NOUVELLES
08/12/2016 08:31 EST | Actualisé 09/12/2017 00:12 EST

Mali: le procès du chef de l'ex-junte Amadou Sanogo renvoyé à 2017

Le procès du chef de l'ex-junte malienne Amadou Sanogo, poursuivi pour implication dans l'assassinat d'une vingtaine de soldats en 2012, a été renvoyé jeudi à 2017, a-t-on appris auprès de la défense et des parties civiles.

Amadou Sanogo comparaît avec 16 co-prévenus, tous des militaires, pour "enlèvement et assassinat, complicité d'enlèvement et d'assassinat" de soldats dont les corps ont été retrouvés dans un charnier en 2013. Il encourt la peine de mort.

Le procès, qui se déroule devant une cour d'assises à Sikasso (environ 380 km au sud de Bamako), "est renvoyé à la prochaine session et les accusés restent en détention", a résumé pour l'AFP un des avocats des parties civiles joint par téléphone sur place.

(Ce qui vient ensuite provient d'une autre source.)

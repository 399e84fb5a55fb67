//! Signature gate
//!
//! A [`Signature`] is a cheap fingerprint of every aggregation input. The
//! [`SignatureGate`] compares it with the last one it stored to decide
//! whether the current snapshot can be reused.

use leadcal_model::{ContactFilters, Period};
use std::fmt::{self, Display, Formatter};

/// Composite key of all aggregation inputs
#[derive(Debug, Clone, PartialEq, Eq, Hash)]
pub struct Signature {
    pub period: Period,
    pub filters: ContactFilters,
    /// Roster entries under the active branch/state selection
    pub roster_len: usize,
    /// Raw events fetched for the period
    pub event_count: usize,
    /// Last live-feed update id, 0 when none arrived
    pub update_id: u64,
    /// Manual refresh token, bumped to force a recompute
    pub refresh_token: u64,
}

impl Display for Signature {
    fn fmt(&self, f: &mut Formatter<'_>) -> fmt::Result {
        let opt = |v: &Option<String>| v.clone().unwrap_or_default();
        write!(
            f,
            "{}|{}|{}|{}|{}|{}|{}|{}|{}",
            self.period,
            opt(&self.filters.branch),
            opt(&self.filters.state),
            opt(&self.filters.status),
            opt(&self.filters.origin),
            self.roster_len,
            self.event_count,
            self.update_id,
            self.refresh_token,
        )
    }
}

/// Gate verdict
#[derive(Debug, Clone, Copy, PartialEq, Eq)]
pub enum GateDecision {
    /// Inputs unchanged and a snapshot exists
    Reuse,
    /// Inputs changed, or nothing has been published yet
    Recompute,
}

/// Stores the last signature and decides reuse vs recompute
#[derive(Debug, Default)]
pub struct SignatureGate {
    last: Option<Signature>,
}

impl SignatureGate {
    #[inline]
    #[must_use]
    pub fn new() -> Self {
        Self::default()
    }

    /// Evaluate `next` against the stored signature
    ///
    /// Without an existing snapshot the verdict is always
    /// [`GateDecision::Recompute`]. A recompute verdict stores `next`.
    pub fn evaluate(&mut self, next: Signature, has_snapshot: bool) -> GateDecision {
        if has_snapshot && self.last.as_ref() == Some(&next) {
            tracing::debug!(signature = %next, "signature unchanged, reusing snapshot");
            return GateDecision::Reuse;
        }
        tracing::debug!(signature = %next, "signature changed, recomputing");
        self.last = Some(next);
        GateDecision::Recompute
    }

    /// Last stored signature
    #[inline]
    #[must_use]
    pub fn last(&self) -> Option<&Signature> {
        self.last.as_ref()
    }

    /// Forget the stored signature
    #[inline]
    pub fn reset(&mut self) {
        self.last = None;
    }
}
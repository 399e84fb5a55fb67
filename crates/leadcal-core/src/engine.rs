//! Calendar engine
//!
//! Wires the data source, the signature gate, the chunked aggregator, the
//! incremental patcher, and the snapshot holder into one object consumers
//! drive with a handful of triggers.

use crate::clock::{Clock, SystemClock};
use crate::config::EngineConfig;
use crate::error::{EngineResult, SourceError};
use crate::feed::{decode_frame, FeedStatus, FeedSummary, FeedTracker};
use crate::source::ContactSource;
use futures::{Stream, StreamExt};
use leadcal_engine::{
    AggregationInput, CalendarComputed, CalendarView, ChunkedAggregator, ContactTypeStats,
    GateDecision, IncrementalPatcher, PassOutcome, PassTicket, PatchContext, PatchOutcome,
    Signature, SignatureGate, SnapshotHolder,
};
use leadcal_identity::{RosterIndexCache, SellerIndex};
use leadcal_model::{ContactFilters, Direction, LiveUpdate, Period};
use parking_lot::{Mutex, RwLock};
use std::sync::Arc;
use tokio::sync::watch;

/// Result of [`CalendarEngine::sync`]
#[derive(Debug, Clone)]
pub enum SyncOutcome {
    /// Inputs unchanged; the current snapshot stands
    Reused(Arc<CalendarComputed>),
    /// A full pass published a new snapshot
    Recomputed(Arc<CalendarComputed>),
    /// A newer sync started before this one could publish
    Superseded,
}

impl SyncOutcome {
    /// Snapshot current after this sync, if it produced or kept one
    #[inline]
    #[must_use]
    pub fn snapshot(&self) -> Option<&Arc<CalendarComputed>> {
        match self {
            Self::Reused(s) | Self::Recomputed(s) => Some(s),
            Self::Superseded => None,
        }
    }
}

#[derive(Debug, Clone)]
struct Selection {
    period: Period,
    filters: ContactFilters,
    refresh_token: u64,
}

/// Gate plus the generation of the pass its stored signature is waiting on
///
/// Reuse is only allowed once that pass has published, so a superseded pass
/// can never leave the gate pointing at a snapshot that does not exist.
#[derive(Debug, Default)]
struct GateState {
    gate: SignatureGate,
    pending: Option<u64>,
}

/// Seller-by-day lead calendar for one displayed month
pub struct CalendarEngine {
    config: EngineConfig,
    source: Arc<dyn ContactSource>,
    clock: Arc<dyn Clock>,
    holder: Arc<SnapshotHolder>,
    aggregator: ChunkedAggregator,
    patcher: IncrementalPatcher,
    index_cache: RosterIndexCache,
    selection: RwLock<Selection>,
    gate: Mutex<GateState>,
    /// Index behind the current snapshot, used by live patches
    active_index: RwLock<Option<Arc<SellerIndex>>>,
    last_error: RwLock<Option<SourceError>>,
    feed: FeedTracker,
}

impl std::fmt::Debug for CalendarEngine {
    fn fmt(&self, f: &mut std::fmt::Formatter<'_>) -> std::fmt::Result {
        f.debug_struct("CalendarEngine")
            .field("config", &self.config)
            .field("period", &self.selection.read().period)
            .field("generation", &self.holder.current_generation())
            .finish_non_exhaustive()
    }
}

impl CalendarEngine {
    /// Engine showing the current month on the system clock
    #[must_use]
    pub fn new(config: EngineConfig, source: Arc<dyn ContactSource>) -> Self {
        Self::with_clock(config, source, Arc::new(SystemClock))
    }

    /// Engine with an explicit clock; the initial period is the clock's month
    #[must_use]
    pub fn with_clock(
        config: EngineConfig,
        source: Arc<dyn ContactSource>,
        clock: Arc<dyn Clock>,
    ) -> Self {
        let holder = Arc::new(SnapshotHolder::new());
        let period = Period::containing(clock.today());
        Self {
            aggregator: ChunkedAggregator::new(config.aggregation, Arc::clone(&holder)),
            patcher: IncrementalPatcher::new(Arc::clone(&holder)),
            index_cache: RosterIndexCache::new(config.identity.index_cache_capacity),
            selection: RwLock::new(Selection {
                period,
                filters: ContactFilters::default(),
                refresh_token: 0,
            }),
            gate: Mutex::new(GateState::default()),
            active_index: RwLock::new(None),
            last_error: RwLock::new(None),
            feed: FeedTracker::default(),
            config,
            source,
            clock,
            holder,
        }
    }

    #[inline]
    #[must_use]
    pub fn config(&self) -> &EngineConfig {
        &self.config
    }

    /// Displayed month
    #[must_use]
    pub fn period(&self) -> Period {
        self.selection.read().period
    }

    /// Change the displayed month; takes effect on the next sync
    pub fn set_period(&self, period: Period) {
        self.selection.write().period = period;
    }

    /// Move one month back or forward, returning the new period
    pub fn navigate(&self, direction: Direction) -> Period {
        let mut selection = self.selection.write();
        selection.period = selection.period.navigate(direction);
        selection.period
    }

    #[must_use]
    pub fn filters(&self) -> ContactFilters {
        self.selection.read().filters.clone()
    }

    /// Replace the filters; takes effect on the next sync
    pub fn set_filters(&self, filters: ContactFilters) {
        self.selection.write().filters = filters;
    }

    /// Fetch inputs and publish a fresh snapshot unless the gate allows reuse
    ///
    /// # Errors
    /// Returns [`EngineError::Source`](crate::error::EngineError::Source)
    /// when the data source fails. The error
    /// is also kept for [`last_error`](Self::last_error); the previous
    /// snapshot stays visible.
    pub async fn sync(&self) -> EngineResult<SyncOutcome> {
        let ticket = self.holder.begin_pass();
        let _loading = self.holder.begin_loading();
        let selection = self.selection.read().clone();

        let fetched = async {
            let roster = self.source.roster(&selection.filters).await?;
            let events = self
                .source
                .contacts(selection.period, &selection.filters)
                .await?;
            Ok::<_, SourceError>((roster, events))
        }
        .await;
        let (roster, events) = match fetched {
            Ok(inputs) => inputs,
            Err(e) => {
                tracing::error!(error = %e, period = %selection.period, "sync failed");
                metrics::counter!("leadcal_sync_errors_total").increment(1);
                *self.last_error.write() = Some(e.clone());
                return Err(e.into());
            }
        };

        if !self.holder.is_current(&ticket) {
            tracing::debug!(generation = ticket.generation(), "sync superseded during fetch");
            return Ok(SyncOutcome::Superseded);
        }

        let index = self.index_cache.get_or_build(&roster);
        let signature = Signature {
            period: selection.period,
            filters: selection.filters.clone(),
            roster_len: roster.len(),
            event_count: events.len(),
            update_id: self.feed.last_update_id(),
            refresh_token: selection.refresh_token,
        };

        if self.evaluate(signature, &ticket) == GateDecision::Reuse {
            *self.last_error.write() = None;
            if let Some(snapshot) = self.holder.current() {
                metrics::counter!("leadcal_sync_reused_total").increment(1);
                return Ok(SyncOutcome::Reused(snapshot));
            }
        }

        let input = AggregationInput {
            period: selection.period,
            filters: selection.filters,
            events: events.into(),
            index: Arc::clone(&index),
        };
        match self.aggregator.run(input, ticket).await {
            PassOutcome::Published { snapshot, .. } => {
                *self.active_index.write() = Some(index);
                *self.last_error.write() = None;
                let mut state = self.gate.lock();
                if state.pending == Some(ticket.generation()) {
                    state.pending = None;
                }
                Ok(SyncOutcome::Recomputed(snapshot))
            }
            PassOutcome::Superseded { .. } => Ok(SyncOutcome::Superseded),
        }
    }

    fn evaluate(&self, signature: Signature, ticket: &PassTicket) -> GateDecision {
        let mut state = self.gate.lock();
        let settled = state.pending.is_none() && self.holder.has_snapshot();
        let decision = state.gate.evaluate(signature, settled);
        if decision == GateDecision::Recompute {
            state.pending = Some(ticket.generation());
        }
        decision
    }

    /// Bump the manual refresh token and sync, forcing a full pass
    ///
    /// # Errors
    /// Same as [`sync`](Self::sync)
    pub async fn force_full_sync(&self) -> EngineResult<SyncOutcome> {
        let token = {
            let mut selection = self.selection.write();
            selection.refresh_token += 1;
            selection.refresh_token
        };
        tracing::info!(refresh_token = token, "full resync requested");
        self.sync().await
    }

    /// Lightweight refresh: re-fetch and let the gate decide
    ///
    /// # Errors
    /// Same as [`sync`](Self::sync)
    pub async fn refresh(&self) -> EngineResult<SyncOutcome> {
        self.sync().await
    }

    /// Apply one live update
    ///
    /// Contacts updates always advance the update id seen by the signature,
    /// whether or not they can be patched in place. A patched update also
    /// supersedes any sync still aggregating older inputs; the next sync
    /// recomputes.
    pub fn apply_live(&self, update: &LiveUpdate) -> PatchOutcome {
        if update.is_contacts_update() {
            let id = self.feed.record(update.update_id, self.clock.now());
            tracing::trace!(update_id = id, "live update recorded");
        }
        let selection = self.selection.read().clone();
        let matcher = selection.filters.matcher();
        let index = self.active_index.read().clone();
        let ctx = PatchContext {
            period: selection.period,
            today: self.clock.today(),
            matcher: &matcher,
            index: index.as_deref(),
        };
        self.patcher.apply(update, &ctx)
    }

    /// Consume a stream of raw JSON frames until it ends
    ///
    /// Undecodable frames are logged and skipped. With
    /// `live.resync_on_update` set, every contacts update is followed by a
    /// sync so non-patchable changes are reconciled.
    pub async fn run_live_feed<S>(&self, frames: S) -> FeedSummary
    where
        S: Stream<Item = String>,
    {
        let mut frames = std::pin::pin!(frames);
        let mut summary = FeedSummary::default();
        self.feed.set_connected(true);
        tracing::info!("live feed connected");

        while let Some(frame) = frames.next().await {
            summary.frames += 1;
            let update = match decode_frame(&frame) {
                Ok(update) => update,
                Err(e) => {
                    tracing::warn!(
                        error = %e,
                        len = frame.len(),
                        "dropping undecodable live frame"
                    );
                    metrics::counter!("leadcal_live_frames_rejected_total").increment(1);
                    summary.rejected += 1;
                    continue;
                }
            };
            if self.apply_live(&update).is_applied() {
                summary.patched += 1;
            }
            if self.config.live.resync_on_update && update.is_contacts_update() {
                summary.resyncs += 1;
                if let Err(e) = self.sync().await {
                    tracing::warn!(error = %e, "resync after live update failed");
                }
            }
        }

        self.feed.set_connected(false);
        tracing::info!(?summary, "live feed disconnected");
        summary
    }

    /// What consumers should display
    #[must_use]
    pub fn view(&self) -> CalendarView {
        self.holder.view()
    }

    /// Last published snapshot
    #[must_use]
    pub fn current(&self) -> Option<Arc<CalendarComputed>> {
        self.holder.current()
    }

    /// Per-type contact counts of the current snapshot
    #[must_use]
    pub fn statistics(&self) -> Option<ContactTypeStats> {
        self.holder.current().map(|s| s.statistics())
    }

    #[must_use]
    pub fn is_loading(&self) -> bool {
        self.holder.is_loading()
    }

    /// Error of the last failed sync, cleared by the next successful one
    #[must_use]
    pub fn last_error(&self) -> Option<SourceError> {
        self.last_error.read().clone()
    }

    /// Receiver notified on every publish or patch
    #[must_use]
    pub fn subscribe(&self) -> watch::Receiver<Option<Arc<CalendarComputed>>> {
        self.holder.subscribe()
    }

    #[must_use]
    pub fn feed_status(&self) -> FeedStatus {
        self.feed
            .status(self.clock.now(), self.config.live.recent_window())
    }
}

"La cour a renvoyé le procès à la prochaine session" et "a rejeté notre demande de liberté provisoire", a confirmé à l'AFP un des avocats de la défense, Me Harouna Toureh, également contacté par téléphone.

Selon les deux avocats, aucune date n'a été précisée, et aucune indication de lieu fournie. "Ca peut être dans un mois, comme dans deux ou trois mois", a indiqué Me Toureh.

C'est le quatrième renvoi de ce procès, qui s'était ouvert le 30 novembre dans la ville de Sikasso, à environ 380 km au sud de Bamako, la capitale.

Pour Me Harouna Toureh, "le dossier n'était pas en état d'être jugé à cette session" en raison d'"irrégularités énormes".

Les avocats des prévenus se réjouissent du nouveau renvoi du procès mais ne sont "qu'à demi-satisfaits", selon Me Toureh, car la défense regrette le rejet de la demande de mise en liberté provisoire des prévenus.

Les soldats dont les corps ont été retrouvés dans le charnier en 2013 étaient membres d'une unité d'élite de l'armée dite "Bérets rouges".

Opposés au putsch de mars 2012 conduit par Amadou Sanogo, alors obscur capitaine de l'armée, qui a renversé le président Amadou Toumani Touré, les "Bérets rouges" avaient vainement tenté un contre-coup d'Etat un mois plus tard avant d'être pourchassés par les putschistes.